::: Data provided

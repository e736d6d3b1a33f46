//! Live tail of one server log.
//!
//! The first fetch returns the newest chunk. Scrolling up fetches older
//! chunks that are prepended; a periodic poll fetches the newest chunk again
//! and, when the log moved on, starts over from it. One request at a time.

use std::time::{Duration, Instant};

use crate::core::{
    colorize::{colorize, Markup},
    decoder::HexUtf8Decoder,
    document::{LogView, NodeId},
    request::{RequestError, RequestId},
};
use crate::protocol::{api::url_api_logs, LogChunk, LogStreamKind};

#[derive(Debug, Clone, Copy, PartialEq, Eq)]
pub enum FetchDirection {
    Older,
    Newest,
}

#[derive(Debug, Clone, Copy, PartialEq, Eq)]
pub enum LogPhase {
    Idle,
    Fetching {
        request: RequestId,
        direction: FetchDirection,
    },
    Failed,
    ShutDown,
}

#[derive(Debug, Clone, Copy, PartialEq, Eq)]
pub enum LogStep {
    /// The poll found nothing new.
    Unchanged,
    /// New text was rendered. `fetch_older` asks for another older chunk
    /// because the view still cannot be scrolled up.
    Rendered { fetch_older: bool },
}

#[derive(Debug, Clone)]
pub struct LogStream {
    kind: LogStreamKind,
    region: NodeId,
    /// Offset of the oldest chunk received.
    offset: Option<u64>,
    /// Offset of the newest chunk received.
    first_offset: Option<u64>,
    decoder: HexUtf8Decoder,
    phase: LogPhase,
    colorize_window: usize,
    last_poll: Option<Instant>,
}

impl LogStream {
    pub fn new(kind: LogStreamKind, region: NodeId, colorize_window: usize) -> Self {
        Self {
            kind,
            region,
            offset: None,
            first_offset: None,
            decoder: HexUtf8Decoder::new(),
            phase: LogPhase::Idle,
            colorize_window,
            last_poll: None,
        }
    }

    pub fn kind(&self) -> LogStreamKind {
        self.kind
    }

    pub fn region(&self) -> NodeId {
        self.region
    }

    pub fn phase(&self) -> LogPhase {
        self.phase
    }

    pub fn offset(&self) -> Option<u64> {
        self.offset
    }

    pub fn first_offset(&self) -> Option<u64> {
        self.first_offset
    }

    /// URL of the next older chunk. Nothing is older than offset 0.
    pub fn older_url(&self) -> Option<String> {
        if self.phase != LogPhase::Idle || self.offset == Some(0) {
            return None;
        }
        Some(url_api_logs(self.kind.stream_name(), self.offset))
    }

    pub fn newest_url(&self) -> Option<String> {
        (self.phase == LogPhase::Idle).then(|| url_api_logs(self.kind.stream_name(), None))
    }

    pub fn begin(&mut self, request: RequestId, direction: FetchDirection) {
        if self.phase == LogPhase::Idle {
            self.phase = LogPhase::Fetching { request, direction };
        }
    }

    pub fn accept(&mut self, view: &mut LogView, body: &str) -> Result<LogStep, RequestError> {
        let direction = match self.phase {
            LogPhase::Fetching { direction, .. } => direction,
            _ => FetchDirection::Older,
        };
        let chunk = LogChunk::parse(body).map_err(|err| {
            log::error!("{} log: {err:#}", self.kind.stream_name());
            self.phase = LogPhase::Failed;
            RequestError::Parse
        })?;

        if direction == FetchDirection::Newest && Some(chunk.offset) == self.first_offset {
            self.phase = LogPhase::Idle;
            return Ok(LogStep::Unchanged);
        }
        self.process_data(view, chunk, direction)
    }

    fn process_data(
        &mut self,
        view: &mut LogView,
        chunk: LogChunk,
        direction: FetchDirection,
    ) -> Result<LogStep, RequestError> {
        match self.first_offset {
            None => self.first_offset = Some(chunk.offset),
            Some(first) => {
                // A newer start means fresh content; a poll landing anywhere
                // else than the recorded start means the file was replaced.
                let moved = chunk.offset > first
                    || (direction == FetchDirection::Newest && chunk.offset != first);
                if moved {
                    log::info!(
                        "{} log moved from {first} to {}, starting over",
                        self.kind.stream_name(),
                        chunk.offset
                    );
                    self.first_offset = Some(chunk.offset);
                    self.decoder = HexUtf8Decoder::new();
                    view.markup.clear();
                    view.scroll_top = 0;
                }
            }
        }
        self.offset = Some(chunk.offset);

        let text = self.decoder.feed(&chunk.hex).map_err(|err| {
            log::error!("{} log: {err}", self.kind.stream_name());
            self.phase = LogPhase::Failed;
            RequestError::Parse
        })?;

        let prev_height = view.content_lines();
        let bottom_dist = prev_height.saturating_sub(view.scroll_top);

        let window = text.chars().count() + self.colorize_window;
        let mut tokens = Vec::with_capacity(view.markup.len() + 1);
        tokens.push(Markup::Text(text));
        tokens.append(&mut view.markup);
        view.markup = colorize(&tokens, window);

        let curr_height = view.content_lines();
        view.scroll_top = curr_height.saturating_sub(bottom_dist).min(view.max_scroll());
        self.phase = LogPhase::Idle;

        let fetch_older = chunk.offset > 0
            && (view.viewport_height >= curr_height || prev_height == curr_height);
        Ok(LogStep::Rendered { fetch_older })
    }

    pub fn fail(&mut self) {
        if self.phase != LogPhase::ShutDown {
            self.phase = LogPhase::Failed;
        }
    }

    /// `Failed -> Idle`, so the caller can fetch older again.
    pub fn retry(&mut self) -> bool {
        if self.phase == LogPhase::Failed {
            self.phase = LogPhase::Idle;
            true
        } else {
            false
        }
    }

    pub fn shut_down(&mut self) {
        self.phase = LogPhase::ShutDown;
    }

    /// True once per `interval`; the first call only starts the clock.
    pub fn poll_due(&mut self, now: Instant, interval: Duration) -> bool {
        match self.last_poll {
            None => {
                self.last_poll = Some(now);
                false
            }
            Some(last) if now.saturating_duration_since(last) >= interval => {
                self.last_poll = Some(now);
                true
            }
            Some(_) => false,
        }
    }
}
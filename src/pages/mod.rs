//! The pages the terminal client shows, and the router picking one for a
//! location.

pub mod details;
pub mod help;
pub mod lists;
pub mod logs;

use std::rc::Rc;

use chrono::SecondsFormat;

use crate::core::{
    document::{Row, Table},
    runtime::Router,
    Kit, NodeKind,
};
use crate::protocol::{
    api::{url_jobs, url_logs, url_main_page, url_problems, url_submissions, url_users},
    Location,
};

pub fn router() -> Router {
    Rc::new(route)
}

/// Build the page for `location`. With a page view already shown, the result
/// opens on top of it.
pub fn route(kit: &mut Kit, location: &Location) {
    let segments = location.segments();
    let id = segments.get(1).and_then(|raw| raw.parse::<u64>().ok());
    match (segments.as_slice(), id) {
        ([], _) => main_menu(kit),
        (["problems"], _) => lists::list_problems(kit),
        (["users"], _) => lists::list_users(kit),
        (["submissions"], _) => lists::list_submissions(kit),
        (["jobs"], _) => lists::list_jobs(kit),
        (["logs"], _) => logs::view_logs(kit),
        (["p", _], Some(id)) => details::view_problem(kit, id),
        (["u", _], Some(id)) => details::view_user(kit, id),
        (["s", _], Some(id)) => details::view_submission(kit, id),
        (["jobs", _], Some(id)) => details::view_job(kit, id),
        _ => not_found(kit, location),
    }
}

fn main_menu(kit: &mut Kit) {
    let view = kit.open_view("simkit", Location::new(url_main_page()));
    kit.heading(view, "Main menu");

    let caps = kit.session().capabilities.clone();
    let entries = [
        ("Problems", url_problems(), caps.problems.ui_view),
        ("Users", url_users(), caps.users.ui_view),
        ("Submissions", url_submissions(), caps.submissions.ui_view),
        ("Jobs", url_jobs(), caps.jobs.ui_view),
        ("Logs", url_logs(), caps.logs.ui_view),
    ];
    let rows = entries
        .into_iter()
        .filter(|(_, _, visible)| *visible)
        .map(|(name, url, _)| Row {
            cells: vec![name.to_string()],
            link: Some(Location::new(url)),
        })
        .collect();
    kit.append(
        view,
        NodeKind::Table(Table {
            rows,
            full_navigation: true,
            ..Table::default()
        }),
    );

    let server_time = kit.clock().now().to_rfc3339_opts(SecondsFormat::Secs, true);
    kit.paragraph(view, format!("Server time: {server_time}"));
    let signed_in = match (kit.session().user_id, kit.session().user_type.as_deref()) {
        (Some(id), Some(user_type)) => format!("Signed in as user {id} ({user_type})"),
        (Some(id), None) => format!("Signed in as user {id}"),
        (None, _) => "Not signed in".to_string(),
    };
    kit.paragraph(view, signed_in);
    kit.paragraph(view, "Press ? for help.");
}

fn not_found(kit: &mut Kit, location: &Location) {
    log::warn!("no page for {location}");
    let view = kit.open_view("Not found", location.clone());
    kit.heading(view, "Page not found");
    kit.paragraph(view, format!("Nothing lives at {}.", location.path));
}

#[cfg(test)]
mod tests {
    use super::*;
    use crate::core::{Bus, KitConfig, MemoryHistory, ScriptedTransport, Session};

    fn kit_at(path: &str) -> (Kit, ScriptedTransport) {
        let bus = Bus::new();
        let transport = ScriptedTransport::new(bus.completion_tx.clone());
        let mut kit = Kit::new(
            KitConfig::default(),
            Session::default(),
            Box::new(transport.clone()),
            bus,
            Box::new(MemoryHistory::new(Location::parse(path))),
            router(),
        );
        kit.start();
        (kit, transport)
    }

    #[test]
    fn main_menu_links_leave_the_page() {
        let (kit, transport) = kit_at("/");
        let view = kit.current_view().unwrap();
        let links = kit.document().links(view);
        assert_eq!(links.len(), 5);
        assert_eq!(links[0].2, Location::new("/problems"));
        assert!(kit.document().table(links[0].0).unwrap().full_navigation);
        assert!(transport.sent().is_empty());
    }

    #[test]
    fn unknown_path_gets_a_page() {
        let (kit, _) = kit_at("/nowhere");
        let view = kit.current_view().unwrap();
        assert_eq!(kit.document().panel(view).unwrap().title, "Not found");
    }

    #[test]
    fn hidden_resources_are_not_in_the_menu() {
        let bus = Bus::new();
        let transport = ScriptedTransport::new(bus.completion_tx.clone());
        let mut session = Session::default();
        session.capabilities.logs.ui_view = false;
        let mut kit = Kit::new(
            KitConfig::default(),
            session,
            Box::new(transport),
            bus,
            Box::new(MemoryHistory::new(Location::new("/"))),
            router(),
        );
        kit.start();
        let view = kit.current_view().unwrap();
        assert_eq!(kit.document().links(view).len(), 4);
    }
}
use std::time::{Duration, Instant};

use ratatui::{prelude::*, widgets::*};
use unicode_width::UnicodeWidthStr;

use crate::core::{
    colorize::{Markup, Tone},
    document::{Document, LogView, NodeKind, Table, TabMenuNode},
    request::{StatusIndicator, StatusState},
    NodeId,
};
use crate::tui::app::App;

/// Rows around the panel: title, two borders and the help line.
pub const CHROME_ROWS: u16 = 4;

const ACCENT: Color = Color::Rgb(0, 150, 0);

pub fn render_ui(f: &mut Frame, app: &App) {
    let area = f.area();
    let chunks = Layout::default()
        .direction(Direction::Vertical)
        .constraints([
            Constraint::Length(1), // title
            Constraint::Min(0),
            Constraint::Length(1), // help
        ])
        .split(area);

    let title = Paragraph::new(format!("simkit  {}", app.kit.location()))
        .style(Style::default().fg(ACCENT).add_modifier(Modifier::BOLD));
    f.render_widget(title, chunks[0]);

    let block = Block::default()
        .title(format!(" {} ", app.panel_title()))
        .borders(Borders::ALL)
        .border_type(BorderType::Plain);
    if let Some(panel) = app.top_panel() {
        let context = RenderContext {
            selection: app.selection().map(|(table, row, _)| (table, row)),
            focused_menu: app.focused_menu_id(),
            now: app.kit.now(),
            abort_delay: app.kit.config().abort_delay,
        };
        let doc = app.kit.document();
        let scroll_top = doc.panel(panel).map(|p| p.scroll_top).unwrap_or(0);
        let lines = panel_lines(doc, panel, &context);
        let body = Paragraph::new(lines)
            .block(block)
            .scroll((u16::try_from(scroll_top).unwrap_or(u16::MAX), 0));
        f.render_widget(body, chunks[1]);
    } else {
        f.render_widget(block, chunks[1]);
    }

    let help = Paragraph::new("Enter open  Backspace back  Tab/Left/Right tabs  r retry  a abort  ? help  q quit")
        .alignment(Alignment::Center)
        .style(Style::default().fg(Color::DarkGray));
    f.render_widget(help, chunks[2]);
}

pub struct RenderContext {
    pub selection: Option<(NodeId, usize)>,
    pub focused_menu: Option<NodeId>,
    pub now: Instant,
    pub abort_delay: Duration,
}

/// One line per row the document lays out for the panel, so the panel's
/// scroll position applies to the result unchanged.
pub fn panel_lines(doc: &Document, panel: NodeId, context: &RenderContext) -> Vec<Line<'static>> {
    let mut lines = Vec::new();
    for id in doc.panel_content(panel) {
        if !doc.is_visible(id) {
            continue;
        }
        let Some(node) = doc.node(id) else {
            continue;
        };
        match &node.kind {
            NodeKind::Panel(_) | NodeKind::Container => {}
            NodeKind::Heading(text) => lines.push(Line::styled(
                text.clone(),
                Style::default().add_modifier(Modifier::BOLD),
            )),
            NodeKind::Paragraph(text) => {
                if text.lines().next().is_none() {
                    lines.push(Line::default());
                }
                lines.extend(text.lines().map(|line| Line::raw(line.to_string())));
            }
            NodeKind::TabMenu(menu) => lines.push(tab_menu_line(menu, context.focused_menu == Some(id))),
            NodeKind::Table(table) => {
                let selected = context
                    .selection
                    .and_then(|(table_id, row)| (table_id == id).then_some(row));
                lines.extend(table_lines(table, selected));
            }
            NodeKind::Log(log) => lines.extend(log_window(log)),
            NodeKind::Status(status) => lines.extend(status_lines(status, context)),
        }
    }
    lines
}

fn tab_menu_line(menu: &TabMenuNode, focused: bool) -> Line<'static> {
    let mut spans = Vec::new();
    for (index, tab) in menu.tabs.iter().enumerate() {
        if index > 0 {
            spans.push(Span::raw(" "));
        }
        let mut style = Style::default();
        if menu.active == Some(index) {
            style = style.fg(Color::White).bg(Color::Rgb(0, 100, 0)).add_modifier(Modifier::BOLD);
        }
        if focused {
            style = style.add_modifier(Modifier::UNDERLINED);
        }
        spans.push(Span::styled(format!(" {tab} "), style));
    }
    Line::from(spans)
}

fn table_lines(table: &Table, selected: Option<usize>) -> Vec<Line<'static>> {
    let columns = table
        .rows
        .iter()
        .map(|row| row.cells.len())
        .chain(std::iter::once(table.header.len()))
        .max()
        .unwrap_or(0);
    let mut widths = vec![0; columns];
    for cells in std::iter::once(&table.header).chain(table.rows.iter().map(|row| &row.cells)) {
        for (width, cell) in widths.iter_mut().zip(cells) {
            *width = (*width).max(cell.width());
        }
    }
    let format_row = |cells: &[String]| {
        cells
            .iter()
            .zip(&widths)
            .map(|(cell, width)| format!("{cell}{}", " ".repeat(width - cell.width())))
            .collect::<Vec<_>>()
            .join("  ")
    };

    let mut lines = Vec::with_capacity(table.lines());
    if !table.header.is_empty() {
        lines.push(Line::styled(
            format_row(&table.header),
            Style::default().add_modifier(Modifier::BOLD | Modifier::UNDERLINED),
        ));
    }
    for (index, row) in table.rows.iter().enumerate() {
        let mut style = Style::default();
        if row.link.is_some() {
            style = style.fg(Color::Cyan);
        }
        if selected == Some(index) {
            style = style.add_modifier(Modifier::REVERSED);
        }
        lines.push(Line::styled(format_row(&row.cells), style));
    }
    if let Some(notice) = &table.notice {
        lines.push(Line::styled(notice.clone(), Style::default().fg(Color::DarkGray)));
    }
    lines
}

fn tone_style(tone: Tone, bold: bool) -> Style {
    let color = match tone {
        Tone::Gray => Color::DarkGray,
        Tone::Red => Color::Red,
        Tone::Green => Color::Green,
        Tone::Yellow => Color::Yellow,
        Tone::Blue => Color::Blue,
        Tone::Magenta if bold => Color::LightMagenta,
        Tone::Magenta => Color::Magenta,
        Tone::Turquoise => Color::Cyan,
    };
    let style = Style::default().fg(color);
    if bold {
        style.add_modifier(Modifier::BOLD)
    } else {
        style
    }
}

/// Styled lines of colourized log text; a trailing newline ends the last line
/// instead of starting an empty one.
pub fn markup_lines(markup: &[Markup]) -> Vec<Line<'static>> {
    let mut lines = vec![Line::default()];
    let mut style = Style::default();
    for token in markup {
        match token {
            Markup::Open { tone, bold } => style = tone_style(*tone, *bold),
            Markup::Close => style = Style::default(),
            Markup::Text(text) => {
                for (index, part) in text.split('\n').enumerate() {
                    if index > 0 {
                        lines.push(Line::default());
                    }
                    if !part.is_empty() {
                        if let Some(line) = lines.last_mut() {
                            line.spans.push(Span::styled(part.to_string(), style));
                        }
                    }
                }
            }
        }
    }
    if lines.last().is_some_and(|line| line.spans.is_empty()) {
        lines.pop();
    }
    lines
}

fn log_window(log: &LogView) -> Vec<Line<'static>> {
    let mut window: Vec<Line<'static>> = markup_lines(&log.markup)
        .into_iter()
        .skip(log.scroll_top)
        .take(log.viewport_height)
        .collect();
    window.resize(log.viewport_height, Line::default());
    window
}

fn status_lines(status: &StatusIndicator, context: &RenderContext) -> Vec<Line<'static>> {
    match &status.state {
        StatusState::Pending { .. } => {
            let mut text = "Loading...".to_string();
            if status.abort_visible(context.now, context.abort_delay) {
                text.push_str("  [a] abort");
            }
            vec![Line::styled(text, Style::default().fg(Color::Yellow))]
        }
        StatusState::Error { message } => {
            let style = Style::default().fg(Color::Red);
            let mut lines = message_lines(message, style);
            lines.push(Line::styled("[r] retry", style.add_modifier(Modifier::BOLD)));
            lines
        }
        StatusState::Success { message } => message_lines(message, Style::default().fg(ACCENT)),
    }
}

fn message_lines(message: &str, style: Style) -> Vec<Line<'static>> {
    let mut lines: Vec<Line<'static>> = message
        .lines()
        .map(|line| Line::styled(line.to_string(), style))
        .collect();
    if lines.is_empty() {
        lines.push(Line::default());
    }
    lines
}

::::::

[Required action] Pull every line with the word "block" from the data.

[Answer to this exercise]
    let block = Block::default()
            .block(block)
        f.render_widget(block, chunks[1]);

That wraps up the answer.